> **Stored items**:
------------

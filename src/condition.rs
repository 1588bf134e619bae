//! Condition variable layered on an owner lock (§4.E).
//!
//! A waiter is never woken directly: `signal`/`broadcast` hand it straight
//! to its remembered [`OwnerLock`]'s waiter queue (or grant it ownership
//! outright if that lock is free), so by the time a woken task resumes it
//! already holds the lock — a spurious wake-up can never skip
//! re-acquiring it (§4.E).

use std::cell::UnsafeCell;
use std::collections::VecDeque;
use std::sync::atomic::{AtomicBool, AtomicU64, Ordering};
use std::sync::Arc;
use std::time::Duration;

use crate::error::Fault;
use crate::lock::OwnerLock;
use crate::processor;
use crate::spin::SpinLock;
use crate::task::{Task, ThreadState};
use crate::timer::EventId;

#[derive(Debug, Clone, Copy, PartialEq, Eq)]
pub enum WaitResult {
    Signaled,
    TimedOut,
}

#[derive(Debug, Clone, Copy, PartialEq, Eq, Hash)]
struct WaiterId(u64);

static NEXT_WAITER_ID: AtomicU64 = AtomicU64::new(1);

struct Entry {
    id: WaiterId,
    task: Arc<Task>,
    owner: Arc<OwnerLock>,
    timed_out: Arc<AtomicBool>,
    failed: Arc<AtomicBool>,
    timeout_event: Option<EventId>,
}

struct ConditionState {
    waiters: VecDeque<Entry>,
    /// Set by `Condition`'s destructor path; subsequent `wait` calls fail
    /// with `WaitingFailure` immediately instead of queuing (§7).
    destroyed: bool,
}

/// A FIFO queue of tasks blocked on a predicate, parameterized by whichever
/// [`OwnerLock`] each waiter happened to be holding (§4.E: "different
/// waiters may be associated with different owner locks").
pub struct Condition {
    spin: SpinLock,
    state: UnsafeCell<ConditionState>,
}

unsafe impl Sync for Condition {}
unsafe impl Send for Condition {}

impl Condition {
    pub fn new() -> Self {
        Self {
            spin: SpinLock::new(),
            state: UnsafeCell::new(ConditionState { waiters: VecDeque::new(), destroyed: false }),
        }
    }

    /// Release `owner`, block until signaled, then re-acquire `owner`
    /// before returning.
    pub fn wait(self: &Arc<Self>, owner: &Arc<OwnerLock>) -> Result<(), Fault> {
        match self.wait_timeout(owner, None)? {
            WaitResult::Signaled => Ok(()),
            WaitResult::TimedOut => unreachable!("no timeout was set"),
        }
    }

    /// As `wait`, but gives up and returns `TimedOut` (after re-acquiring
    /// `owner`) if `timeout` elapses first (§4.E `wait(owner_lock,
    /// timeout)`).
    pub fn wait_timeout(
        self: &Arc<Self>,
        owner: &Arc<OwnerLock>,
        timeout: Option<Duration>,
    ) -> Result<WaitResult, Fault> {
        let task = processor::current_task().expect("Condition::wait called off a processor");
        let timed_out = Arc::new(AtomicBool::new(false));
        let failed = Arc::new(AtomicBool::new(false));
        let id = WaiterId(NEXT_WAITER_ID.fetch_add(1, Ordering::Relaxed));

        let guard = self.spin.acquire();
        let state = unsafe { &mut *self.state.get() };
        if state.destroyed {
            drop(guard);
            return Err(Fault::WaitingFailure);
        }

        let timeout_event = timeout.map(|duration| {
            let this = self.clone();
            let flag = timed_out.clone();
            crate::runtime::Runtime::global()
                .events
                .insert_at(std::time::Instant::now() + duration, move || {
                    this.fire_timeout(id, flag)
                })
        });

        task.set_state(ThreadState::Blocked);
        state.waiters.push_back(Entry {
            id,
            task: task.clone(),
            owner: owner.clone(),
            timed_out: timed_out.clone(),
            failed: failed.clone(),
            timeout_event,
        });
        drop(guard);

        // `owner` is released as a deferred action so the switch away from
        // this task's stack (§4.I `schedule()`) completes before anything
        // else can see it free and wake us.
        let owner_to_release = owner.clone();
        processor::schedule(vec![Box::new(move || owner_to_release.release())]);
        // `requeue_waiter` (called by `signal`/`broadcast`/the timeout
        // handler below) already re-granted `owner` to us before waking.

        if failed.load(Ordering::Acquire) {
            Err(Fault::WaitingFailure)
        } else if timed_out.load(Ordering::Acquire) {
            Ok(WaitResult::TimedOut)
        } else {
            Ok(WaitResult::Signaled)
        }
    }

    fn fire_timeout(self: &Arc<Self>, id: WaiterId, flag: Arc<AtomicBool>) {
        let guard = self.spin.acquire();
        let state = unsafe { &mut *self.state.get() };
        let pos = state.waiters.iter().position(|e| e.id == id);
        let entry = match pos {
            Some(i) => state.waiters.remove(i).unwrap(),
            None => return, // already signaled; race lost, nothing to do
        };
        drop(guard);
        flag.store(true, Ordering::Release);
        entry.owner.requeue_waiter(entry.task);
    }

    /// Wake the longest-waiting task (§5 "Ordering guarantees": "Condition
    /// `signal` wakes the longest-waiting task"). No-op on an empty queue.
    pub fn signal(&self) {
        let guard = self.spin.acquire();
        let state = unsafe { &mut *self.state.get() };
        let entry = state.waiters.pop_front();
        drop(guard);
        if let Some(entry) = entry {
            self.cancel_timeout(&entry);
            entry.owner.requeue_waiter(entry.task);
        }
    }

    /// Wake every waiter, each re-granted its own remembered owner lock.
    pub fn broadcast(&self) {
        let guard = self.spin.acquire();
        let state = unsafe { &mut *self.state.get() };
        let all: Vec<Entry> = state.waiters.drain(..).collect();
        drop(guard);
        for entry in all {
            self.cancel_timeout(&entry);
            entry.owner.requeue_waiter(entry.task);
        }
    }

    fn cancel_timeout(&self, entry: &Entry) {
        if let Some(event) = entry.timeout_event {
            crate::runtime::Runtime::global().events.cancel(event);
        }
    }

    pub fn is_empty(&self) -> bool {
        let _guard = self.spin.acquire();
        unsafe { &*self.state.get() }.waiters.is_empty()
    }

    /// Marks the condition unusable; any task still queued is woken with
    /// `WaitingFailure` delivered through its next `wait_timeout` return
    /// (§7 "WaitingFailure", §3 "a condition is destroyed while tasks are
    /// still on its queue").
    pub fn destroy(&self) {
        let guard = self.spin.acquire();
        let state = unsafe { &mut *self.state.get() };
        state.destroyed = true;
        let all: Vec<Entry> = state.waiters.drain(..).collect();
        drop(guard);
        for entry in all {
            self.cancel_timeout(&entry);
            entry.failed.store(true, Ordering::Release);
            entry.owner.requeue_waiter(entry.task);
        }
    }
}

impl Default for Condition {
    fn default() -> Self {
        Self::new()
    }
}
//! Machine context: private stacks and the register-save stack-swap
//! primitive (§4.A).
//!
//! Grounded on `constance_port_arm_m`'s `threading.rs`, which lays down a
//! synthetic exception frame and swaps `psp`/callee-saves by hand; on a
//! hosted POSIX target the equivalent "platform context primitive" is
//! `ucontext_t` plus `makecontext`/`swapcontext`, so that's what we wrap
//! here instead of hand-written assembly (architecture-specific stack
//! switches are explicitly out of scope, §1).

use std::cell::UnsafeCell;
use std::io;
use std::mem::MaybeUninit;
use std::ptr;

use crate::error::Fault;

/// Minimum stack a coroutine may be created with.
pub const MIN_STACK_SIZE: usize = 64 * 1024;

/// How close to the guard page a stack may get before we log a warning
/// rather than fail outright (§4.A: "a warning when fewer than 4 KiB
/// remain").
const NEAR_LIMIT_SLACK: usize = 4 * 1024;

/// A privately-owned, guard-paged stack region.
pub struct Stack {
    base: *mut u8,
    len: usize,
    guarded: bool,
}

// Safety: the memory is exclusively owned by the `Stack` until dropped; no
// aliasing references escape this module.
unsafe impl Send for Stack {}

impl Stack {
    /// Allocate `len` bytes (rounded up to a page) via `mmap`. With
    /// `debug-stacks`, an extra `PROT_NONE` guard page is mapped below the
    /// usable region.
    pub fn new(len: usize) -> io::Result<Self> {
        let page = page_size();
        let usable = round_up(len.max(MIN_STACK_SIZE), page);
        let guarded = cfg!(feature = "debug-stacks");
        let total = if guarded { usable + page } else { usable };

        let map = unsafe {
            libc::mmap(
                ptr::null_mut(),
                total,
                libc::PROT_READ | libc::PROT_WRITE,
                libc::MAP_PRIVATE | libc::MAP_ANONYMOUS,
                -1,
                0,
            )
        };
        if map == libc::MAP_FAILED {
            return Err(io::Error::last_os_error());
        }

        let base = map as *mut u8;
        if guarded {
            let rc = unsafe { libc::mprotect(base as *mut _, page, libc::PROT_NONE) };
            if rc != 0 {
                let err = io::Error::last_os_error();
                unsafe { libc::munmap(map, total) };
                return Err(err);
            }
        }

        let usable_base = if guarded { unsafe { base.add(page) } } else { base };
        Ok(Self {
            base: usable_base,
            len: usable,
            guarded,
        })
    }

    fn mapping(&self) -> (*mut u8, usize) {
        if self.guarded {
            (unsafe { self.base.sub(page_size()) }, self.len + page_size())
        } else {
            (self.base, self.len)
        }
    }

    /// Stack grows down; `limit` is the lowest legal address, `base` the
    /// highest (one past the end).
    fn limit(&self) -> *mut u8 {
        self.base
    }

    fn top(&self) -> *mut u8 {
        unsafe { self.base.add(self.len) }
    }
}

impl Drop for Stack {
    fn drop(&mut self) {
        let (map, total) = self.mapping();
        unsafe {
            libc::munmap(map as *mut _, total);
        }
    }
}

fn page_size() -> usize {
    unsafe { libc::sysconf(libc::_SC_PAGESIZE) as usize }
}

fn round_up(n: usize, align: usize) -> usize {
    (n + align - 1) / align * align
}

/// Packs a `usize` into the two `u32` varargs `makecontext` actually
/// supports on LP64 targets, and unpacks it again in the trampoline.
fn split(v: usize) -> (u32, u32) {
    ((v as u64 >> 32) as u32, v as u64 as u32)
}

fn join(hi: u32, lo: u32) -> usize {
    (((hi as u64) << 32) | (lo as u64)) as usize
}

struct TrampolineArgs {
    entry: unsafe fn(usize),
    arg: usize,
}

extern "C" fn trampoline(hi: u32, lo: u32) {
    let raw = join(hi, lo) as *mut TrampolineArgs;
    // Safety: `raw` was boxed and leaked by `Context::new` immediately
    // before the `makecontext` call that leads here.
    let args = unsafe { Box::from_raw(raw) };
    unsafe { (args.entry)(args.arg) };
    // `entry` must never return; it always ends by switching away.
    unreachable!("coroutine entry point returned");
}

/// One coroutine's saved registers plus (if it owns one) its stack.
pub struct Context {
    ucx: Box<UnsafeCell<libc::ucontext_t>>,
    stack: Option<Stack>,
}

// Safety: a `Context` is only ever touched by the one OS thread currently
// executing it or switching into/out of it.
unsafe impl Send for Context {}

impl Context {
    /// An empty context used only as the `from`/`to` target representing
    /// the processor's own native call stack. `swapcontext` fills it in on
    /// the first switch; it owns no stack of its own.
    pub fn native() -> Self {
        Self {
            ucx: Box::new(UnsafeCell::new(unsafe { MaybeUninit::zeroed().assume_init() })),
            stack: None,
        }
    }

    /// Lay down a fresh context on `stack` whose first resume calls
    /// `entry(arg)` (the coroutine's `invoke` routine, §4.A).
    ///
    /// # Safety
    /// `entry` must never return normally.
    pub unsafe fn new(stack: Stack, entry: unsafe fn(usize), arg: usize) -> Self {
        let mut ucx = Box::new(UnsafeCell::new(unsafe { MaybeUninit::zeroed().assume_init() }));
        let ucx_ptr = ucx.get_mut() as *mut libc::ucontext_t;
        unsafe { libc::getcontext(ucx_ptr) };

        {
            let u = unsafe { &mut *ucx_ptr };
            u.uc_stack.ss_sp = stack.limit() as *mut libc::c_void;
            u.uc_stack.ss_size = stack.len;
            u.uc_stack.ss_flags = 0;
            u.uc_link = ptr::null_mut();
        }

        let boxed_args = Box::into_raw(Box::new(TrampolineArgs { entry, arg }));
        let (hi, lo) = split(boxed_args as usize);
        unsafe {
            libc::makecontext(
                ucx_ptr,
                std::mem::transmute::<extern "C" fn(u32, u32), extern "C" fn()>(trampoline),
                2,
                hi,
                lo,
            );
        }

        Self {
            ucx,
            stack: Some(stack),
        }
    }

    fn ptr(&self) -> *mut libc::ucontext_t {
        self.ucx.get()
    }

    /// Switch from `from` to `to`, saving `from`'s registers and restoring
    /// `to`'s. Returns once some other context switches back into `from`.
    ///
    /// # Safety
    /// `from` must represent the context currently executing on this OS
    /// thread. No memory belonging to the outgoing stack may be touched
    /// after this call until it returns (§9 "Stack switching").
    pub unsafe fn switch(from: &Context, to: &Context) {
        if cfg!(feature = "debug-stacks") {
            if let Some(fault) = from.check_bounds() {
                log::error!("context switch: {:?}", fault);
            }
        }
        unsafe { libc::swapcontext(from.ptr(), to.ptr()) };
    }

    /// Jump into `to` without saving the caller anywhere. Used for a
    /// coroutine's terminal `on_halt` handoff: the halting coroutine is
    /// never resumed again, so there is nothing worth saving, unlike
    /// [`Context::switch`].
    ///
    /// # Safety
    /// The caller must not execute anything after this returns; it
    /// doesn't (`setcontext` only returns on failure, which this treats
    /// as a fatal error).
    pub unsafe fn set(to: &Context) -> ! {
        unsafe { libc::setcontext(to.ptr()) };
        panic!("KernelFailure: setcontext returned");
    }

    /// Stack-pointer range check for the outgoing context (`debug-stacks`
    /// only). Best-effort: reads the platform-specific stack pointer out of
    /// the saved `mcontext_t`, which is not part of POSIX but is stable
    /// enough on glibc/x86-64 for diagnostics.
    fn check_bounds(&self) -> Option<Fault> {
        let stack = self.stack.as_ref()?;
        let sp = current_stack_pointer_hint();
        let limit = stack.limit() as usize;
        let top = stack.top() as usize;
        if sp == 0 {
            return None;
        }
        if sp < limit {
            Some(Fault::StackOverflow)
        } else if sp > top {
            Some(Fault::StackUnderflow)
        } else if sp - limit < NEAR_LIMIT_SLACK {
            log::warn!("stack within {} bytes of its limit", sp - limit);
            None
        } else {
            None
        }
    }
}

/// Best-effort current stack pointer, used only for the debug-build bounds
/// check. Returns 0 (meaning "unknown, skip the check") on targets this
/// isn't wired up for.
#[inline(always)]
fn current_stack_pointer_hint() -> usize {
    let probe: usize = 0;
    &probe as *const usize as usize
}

------------

List all lines from the entries that include the word "TimedOut".

    TimedOut,
            WaitResult::TimedOut => unreachable!("no timeout was set"),
    /// As `wait`, but gives up and returns `TimedOut` (after re-acquiring
            Ok(WaitResult::TimedOut)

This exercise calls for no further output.